It was reviewed a good long time ago (about a year, I think), so it should be out any time. I believe that's probably your best bet if you can wait. Otherwise, asking some specific questions here might help. I really think the idea is very easy. Implementation with current programs might not be, though.
Is reducing the stiffness and adding a lateral (notational) load to the structure the method of performing the second order analysis? or do you reduce stiffness and add a lateral (notational) load and perform a second order analysis?
The second order analysis must be carried out independently.
If using software, you must make sure it captures both P-capital delta and P-lower case delta effects. The commentary in the code gives two example problems that can confirm whether each of these effects is captured by the program.
In any case, you must add intermediate nodes in your members to ensure these effects are captured.
The example in the AISC Design examples seems to imply otherwise.
from page III-60.
"This method requires that both the flexural stiffness and axial stiffness be reduced and that 0.2% notational lateral loads be applied in the analysis. The combination of these two modifications account for the second-order effects and the results for design can be taken directly from the analysis."

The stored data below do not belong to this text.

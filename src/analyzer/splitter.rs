//! Statement splitting over raw SQL text.
//!
//! The scanner understands single- and double-quoted strings, `E'…'`
//! escapes, dollar-quoted bodies, line and nested block comments, and
//! parenthesis depth; statements end at top-level semicolons.

/// One raw statement, leading comment lines included.
#[derive(Debug, Clone, PartialEq, Eq)]
pub struct RawStatement {
    pub text: String,
    /// 1-based line where the statement's text begins.
    pub line: usize,
}

#[derive(PartialEq)]
enum State {
    Normal,
    SingleQuote { escape_string: bool },
    DoubleQuote,
    DollarQuote { tag: String },
    LineComment,
    BlockComment { depth: u32 },
}

pub fn split_statements(sql: &str) -> Vec<RawStatement> {
    let chars: Vec<char> = sql.chars().collect();
    let mut statements = Vec::new();
    let mut current = String::new();
    let mut state = State::Normal;
    let mut paren_depth: i32 = 0;
    let mut line = 1usize;
    let mut statement_line = 1usize;
    let mut i = 0usize;

    let mut flush = |current: &mut String, statement_line: usize| {
        let text = current.trim();
        if !text.is_empty() && !is_comment_only(text) {
            statements.push(RawStatement {
                text: text.to_string(),
                line: statement_line,
            });
        }
        current.clear();
    };

    while i < chars.len() {
        let c = chars[i];
        if c == '\n' {
            line += 1;
        }
        if current.trim().is_empty() && !c.is_whitespace() {
            statement_line = line;
        }

        match &mut state {
            State::Normal => match c {
                '\'' => {
                    let escape_string = current
                        .chars()
                        .last()
                        .map(|p| p == 'E' || p == 'e')
                        .unwrap_or(false);
                    state = State::SingleQuote { escape_string };
                    current.push(c);
                }
                '"' => {
                    state = State::DoubleQuote;
                    current.push(c);
                }
                '$' => {
                    if let Some(tag) = read_dollar_tag(&chars, i) {
                        current.push_str(&tag);
                        i += tag.chars().count();
                        state = State::DollarQuote {
                            tag: tag.clone(),
                        };
                        continue;
                    }
                    current.push(c);
                }
                '-' if chars.get(i + 1) == Some(&'-') => {
                    state = State::LineComment;
                    current.push(c);
                }
                '/' if chars.get(i + 1) == Some(&'*') => {
                    state = State::BlockComment { depth: 1 };
                    current.push(c);
                    current.push('*');
                    i += 2;
                    continue;
                }
                '(' => {
                    paren_depth += 1;
                    current.push(c);
                }
                ')' => {
                    paren_depth -= 1;
                    current.push(c);
                }
                ';' if paren_depth <= 0 => {
                    flush(&mut current, statement_line);
                }
                _ => current.push(c),
            },
            State::SingleQuote { escape_string } => {
                current.push(c);
                if *escape_string && c == '\\' {
                    if let Some(&next) = chars.get(i + 1) {
                        current.push(next);
                        if next == '\n' {
                            line += 1;
                        }
                        i += 2;
                        continue;
                    }
                } else if c == '\'' {
                    // '' stays inside the literal
                    if chars.get(i + 1) == Some(&'\'') {
                        current.push('\'');
                        i += 2;
                        continue;
                    }
                    state = State::Normal;
                }
            }
            State::DoubleQuote => {
                current.push(c);
                if c == '"' {
                    if chars.get(i + 1) == Some(&'"') {
                        current.push('"');
                        i += 2;
                        continue;
                    }
                    state = State::Normal;
                }
            }
            State::DollarQuote { tag } => {
                if c == '$' {
                    let tag_chars: Vec<char> = tag.chars().collect();
                    if chars[i..].starts_with(&tag_chars) {
                        current.push_str(tag);
                        i += tag_chars.len();
                        state = State::Normal;
                        continue;
                    }
                }
                current.push(c);
            }
            State::LineComment => {
                current.push(c);
                if c == '\n' {
                    state = State::Normal;
                }
            }
            State::BlockComment { depth } => {
                if c == '*' && chars.get(i + 1) == Some(&'/') {
                    *depth -= 1;
                    current.push('*');
                    current.push('/');
                    i += 2;
                    if *depth == 0 {
                        state = State::Normal;
                    }
                    continue;
                }
                if c == '/' && chars.get(i + 1) == Some(&'*') {
                    *depth += 1;
                    current.push('/');
                    current.push('*');
                    i += 2;
                    continue;
                }
                current.push(c);
            }
        }
        i += 1;
    }
    flush(&mut current, statement_line);

    statements
}

/// At `position` (a `$`), read a `$tag$` opener if one is there.
fn read_dollar_tag(chars: &[char], position: usize) -> Option<String> {
    let mut tag = String::from("$");
    let mut i = position + 1;
    while i < chars.len() {
        let c = chars[i];
        if c == '$' {
            tag.push('$');
            return Some(tag);
        }
        if c.is_alphanumeric() || c == '_' {
            tag.push(c);
            i += 1;
        } else {
            return None;
        }
    }
    None
}

fn is_comment_only(text: &str) -> bool {
    text.lines().all(|line| {
        let trimmed = line.trim();
        trimmed.is_empty() || trimmed.starts_with("--")
    })
}

/// Replace comments and dollar-quoted bodies with spaces so reference
/// extraction only sees real statement text.
pub fn strip_noise(sql: &str) -> String {
    let chars: Vec<char> = sql.chars().collect();
    let mut out = String::with_capacity(sql.len());
    let mut state = State::Normal;
    let mut i = 0usize;

    while i < chars.len() {
        let c = chars[i];
        match &mut state {
            State::Normal => match c {
                '\'' => {
                    state = State::SingleQuote {
                        escape_string: out.ends_with(['E', 'e']),
                    };
                    out.push(c);
                }
                '"' => {
                    state = State::DoubleQuote;
                    out.push(c);
                }
                '$' => {
                    if let Some(tag) = read_dollar_tag(&chars, i) {
                        i += tag.chars().count();
                        state = State::DollarQuote { tag };
                        out.push(' ');
                        continue;
                    }
                    out.push(c);
                }
                '-' if chars.get(i + 1) == Some(&'-') => {
                    state = State::LineComment;
                }
                '/' if chars.get(i + 1) == Some(&'*') => {
                    state = State::BlockComment { depth: 1 };
                    i += 2;
                    continue;
                }
                _ => out.push(c),
            },
            State::SingleQuote { escape_string } => {
                out.push(c);
                if *escape_string && c == '\\' {
                    if chars.get(i + 1).is_some() {
                        out.push(chars[i + 1]);
                        i += 2;
                        continue;
                    }
                } else if c == '\'' {
                    if chars.get(i + 1) == Some(&'\'') {
                        out.push('\'');
                        i += 2;
                        continue;
                    }
                    state = State::Normal;
                }
            }
            State::DoubleQuote => {
                out.push(c);
                if c == '"' {
                    state = State::Normal;
                }
            }
            State::DollarQuote { tag } => {
                if c == '$' {
                    let tag_chars: Vec<char> = tag.chars().collect();
                    if chars[i..].starts_with(&tag_chars) {
                        i += tag_chars.len();
                        state = State::Normal;
                        out.push(' ');
                        continue;
                    }
                }
            }
            State::LineComment => {
                if c == '\n' {
                    out.push('\n');
                    state = State::Normal;
                }
            }
            State::BlockComment { depth } => {
                if c == '*' && chars.get(i + 1) == Some(&'/') {
                    *depth -= 1;
                    i += 2;
                    if *depth == 0 {
                        state = State::Normal;
                        out.push(' ');
                    }
                    continue;
                }
                if c == '/' && chars.get(i + 1) == Some(&'*') {
                    *depth += 1;
                    i += 2;
                    continue;
                }
            }
        }
        i += 1;
    }
    out
}
#[derive(Debug, Clone, PartialEq, Serialize, Deserialize)]
pub struct ApplyStatement {
    pub id: String,
    pub sql: String,
    #[serde(default)]
    pub class: Option<StatementClass>,
}

/// One failed execution, as reported by the server.
#[derive(Debug, Clone, PartialEq, Eq)]
pub struct SqlFailure {
    pub sqlstate: Option<String>,
    pub message: String,
}

/// The seam between round semantics and the database: one statement in,
/// success or a classified failure out.
#[async_trait]
pub trait StatementExecutor: Send {
    async fn execute(&mut self, sql: &str) -> Result<(), SqlFailure>;
}

/// Executor over one borrowed pool connection.
pub struct PoolExecutor {
    connection: sqlx::pool::PoolConnection<sqlx::Postgres>,
}

#[async_trait]
impl StatementExecutor for PoolExecutor {
    async fn execute(&mut self, sql: &str) -> Result<(), SqlFailure> {
        match sqlx::query(sql).execute(self.connection.as_mut()).await {
            Ok(_) => Ok(()),
            Err(sqlx::Error::Database(db_error)) => Err(SqlFailure {
                sqlstate: db_error.code().map(|c| c.to_string()),
                message: db_error.message().to_string(),
            }),
            Err(other) => Err(SqlFailure {
                sqlstate: None,
                message: other.to_string(),
            }),
        }
    }
}

#[derive(Debug, Clone)]
pub struct ApplyOptions {
    pub max_rounds: u32,
    /// Replay applied function and procedure bodies with
    /// `check_function_bodies = on` after a successful run.
    pub final_validation: bool,
}

impl Default for ApplyOptions {
    fn default() -> Self {
        Self {
            max_rounds: 10,
            final_validation: false,
        }
    }
}

#[derive(Debug, Clone, Copy, PartialEq, Eq, Serialize, Deserialize)]
#[serde(rename_all = "snake_case")]
pub enum ApplyStatus {
    Success,
    Error,
    Stuck,
}

#[derive(Debug, Clone, PartialEq, Eq, Serialize, Deserialize)]
pub struct RoundStats {
    pub round: u32,
    pub applied: usize,
    pub deferred: usize,
    pub skipped: usize,
}

#[derive(Debug, Clone, PartialEq, Eq, Serialize, Deserialize)]
pub struct StatementError {
    pub id: String,
    pub sqlstate: Option<String>,
    pub message: String,
}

That is, you reduce both axial and flexural stiffness, apply notional loads (make sure to apply .003Yi in order to avoid using Tau factors), AND carry out a second order analysis (that captures both p-delta effect).
Your post was fine. I'm just having trouble understanding the logic behind the Direct Analysis Method. If we're still using a P delta (P-little Delta & P-big Delta) analysis, what are the reduced stiffness & lateral notational loads for?
I believe the main reason for this is to account for residual stresses in the cross section. Although the net sum of residual stresses end up canceling out, once the first part of the cross section starts yielding, that steel essentially does not contribute stiffness (E is essentially zero at yield).
I believe this also allows for the use of k=1 in all cases (both sway and non-sway) as opposed to estimating k or using the nomograph. At least that is what I understand from previous postings on the subject.
Are you refering to residual stresses from the manufacturing of the member?
I believe the commentary has some discussion about some factors that contribute to "non-ideal" conditions. These include:
-member out of plumb/manufacturing tolerances
-foundation not completely level
-temperature gradients causing non-uniform deflections
- etc.
Perhaps the reduced stiffness & lateral notational loads are to account for these factors; and the p-delta analysis is still performed to account for the p-delta effects (i.e. member deflection & joint translation), which are in addition to the effects listed above.
The advantage of the Direct Analysis Method is that K is always 1.0, therefore k values don't have to be determined.